▶ **TO DO**
Starting at the top of the entries below, set down each line exactly as written, and stop after the line containing "pub struct LoginResponse".

Segment Start: DATASET EXCERPTS

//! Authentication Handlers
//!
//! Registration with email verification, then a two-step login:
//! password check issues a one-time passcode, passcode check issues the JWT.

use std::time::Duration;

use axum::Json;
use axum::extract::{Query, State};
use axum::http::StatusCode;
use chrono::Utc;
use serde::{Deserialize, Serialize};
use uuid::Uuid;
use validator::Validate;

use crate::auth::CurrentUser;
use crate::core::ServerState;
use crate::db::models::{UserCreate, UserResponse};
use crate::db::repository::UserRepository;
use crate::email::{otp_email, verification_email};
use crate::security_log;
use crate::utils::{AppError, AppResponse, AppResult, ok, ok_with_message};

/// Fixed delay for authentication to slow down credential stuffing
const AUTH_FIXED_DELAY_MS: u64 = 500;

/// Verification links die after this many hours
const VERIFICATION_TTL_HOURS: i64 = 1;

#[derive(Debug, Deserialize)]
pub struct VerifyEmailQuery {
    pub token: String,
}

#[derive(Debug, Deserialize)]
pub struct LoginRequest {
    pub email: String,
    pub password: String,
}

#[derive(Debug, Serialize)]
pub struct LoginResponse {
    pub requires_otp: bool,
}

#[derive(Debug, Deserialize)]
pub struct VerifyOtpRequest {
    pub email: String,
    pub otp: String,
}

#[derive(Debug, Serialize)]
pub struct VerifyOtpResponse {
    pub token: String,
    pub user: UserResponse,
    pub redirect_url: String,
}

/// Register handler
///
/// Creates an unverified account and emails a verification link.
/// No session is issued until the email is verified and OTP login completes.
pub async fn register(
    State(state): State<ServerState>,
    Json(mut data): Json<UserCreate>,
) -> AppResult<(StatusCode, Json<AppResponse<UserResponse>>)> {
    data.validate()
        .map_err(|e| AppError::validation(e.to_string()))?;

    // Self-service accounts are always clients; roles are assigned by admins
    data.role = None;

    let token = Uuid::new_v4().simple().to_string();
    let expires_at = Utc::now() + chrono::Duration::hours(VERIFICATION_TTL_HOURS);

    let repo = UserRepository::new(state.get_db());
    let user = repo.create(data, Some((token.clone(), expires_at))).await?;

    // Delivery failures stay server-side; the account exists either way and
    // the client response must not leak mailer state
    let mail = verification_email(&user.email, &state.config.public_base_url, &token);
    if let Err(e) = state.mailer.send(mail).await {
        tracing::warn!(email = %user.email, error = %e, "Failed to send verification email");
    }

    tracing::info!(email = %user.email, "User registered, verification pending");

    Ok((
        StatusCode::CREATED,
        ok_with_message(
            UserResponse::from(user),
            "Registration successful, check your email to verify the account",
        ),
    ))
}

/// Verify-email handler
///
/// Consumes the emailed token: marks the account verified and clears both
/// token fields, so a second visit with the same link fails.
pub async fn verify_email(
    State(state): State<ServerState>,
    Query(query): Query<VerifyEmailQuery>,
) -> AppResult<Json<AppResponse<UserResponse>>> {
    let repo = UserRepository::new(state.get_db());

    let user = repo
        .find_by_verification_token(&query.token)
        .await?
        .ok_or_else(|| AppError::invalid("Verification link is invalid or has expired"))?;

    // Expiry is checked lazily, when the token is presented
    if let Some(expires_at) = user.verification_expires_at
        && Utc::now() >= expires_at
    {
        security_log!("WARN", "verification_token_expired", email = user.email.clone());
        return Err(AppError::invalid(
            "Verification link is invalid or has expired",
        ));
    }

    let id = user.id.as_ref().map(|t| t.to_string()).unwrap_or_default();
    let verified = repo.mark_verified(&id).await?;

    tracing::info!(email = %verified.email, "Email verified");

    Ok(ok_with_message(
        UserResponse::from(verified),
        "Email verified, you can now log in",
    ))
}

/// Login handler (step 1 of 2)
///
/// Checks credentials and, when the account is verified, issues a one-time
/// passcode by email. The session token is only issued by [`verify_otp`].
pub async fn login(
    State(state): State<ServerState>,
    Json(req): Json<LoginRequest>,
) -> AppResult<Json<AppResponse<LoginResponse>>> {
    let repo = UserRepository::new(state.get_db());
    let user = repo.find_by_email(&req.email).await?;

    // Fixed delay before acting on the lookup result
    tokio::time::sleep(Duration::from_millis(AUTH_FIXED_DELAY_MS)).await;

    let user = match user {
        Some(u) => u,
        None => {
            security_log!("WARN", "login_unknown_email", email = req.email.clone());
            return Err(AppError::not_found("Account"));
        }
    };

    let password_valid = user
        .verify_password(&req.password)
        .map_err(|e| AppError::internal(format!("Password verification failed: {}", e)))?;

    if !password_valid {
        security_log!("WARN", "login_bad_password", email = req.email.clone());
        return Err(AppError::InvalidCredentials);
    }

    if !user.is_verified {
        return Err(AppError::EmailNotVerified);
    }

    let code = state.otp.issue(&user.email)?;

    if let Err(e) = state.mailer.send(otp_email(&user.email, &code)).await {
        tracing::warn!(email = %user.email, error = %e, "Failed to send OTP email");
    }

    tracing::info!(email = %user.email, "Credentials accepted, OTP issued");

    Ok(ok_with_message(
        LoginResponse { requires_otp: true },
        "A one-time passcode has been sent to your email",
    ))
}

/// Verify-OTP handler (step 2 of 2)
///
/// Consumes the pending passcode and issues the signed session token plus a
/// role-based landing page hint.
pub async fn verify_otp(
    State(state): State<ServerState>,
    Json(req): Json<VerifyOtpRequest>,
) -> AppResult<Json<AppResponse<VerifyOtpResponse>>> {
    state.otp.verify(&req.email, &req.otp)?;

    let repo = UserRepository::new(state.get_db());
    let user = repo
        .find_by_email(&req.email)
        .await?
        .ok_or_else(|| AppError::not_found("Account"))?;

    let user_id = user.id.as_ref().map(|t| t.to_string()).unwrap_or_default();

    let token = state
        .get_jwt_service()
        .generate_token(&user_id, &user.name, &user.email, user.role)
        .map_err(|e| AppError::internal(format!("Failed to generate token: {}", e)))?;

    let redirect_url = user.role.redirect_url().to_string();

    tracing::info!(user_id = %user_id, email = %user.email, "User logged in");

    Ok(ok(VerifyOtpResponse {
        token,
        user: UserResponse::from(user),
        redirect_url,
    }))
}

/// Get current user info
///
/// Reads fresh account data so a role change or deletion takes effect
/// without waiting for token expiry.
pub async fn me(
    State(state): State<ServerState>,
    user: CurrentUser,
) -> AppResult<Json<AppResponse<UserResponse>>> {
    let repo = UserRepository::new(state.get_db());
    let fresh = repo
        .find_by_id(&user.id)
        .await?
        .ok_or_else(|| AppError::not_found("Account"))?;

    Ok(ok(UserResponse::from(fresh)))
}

Segment End: DATASET EXCERPTS

▶ **REPLY TO THE TASK**
//! Authentication Handlers
//!
//! Registration with email verification, then a two-step login:
//! password check issues a one-time passcode, passcode check issues the JWT.

use std::time::Duration;

use axum::Json;
use axum::extract::{Query, State};
use axum::http::StatusCode;
use chrono::Utc;
use serde::{Deserialize, Serialize};
use uuid::Uuid;
use validator::Validate;

use crate::auth::CurrentUser;
use crate::core::ServerState;
use crate::db::models::{UserCreate, UserResponse};
use crate::db::repository::UserRepository;
use crate::email::{otp_email, verification_email};
use crate::security_log;
use crate::utils::{AppError, AppResponse, AppResult, ok, ok_with_message};

/// Fixed delay for authentication to slow down credential stuffing
const AUTH_FIXED_DELAY_MS: u64 = 500;

/// Verification links die after this many hours
const VERIFICATION_TTL_HOURS: i64 = 1;

#[derive(Debug, Deserialize)]
pub struct VerifyEmailQuery {
    pub token: String,
}

#[derive(Debug, Deserialize)]
pub struct LoginRequest {
    pub email: String,
    pub password: String,
}

#[derive(Debug, Serialize)]
pub struct LoginResponse {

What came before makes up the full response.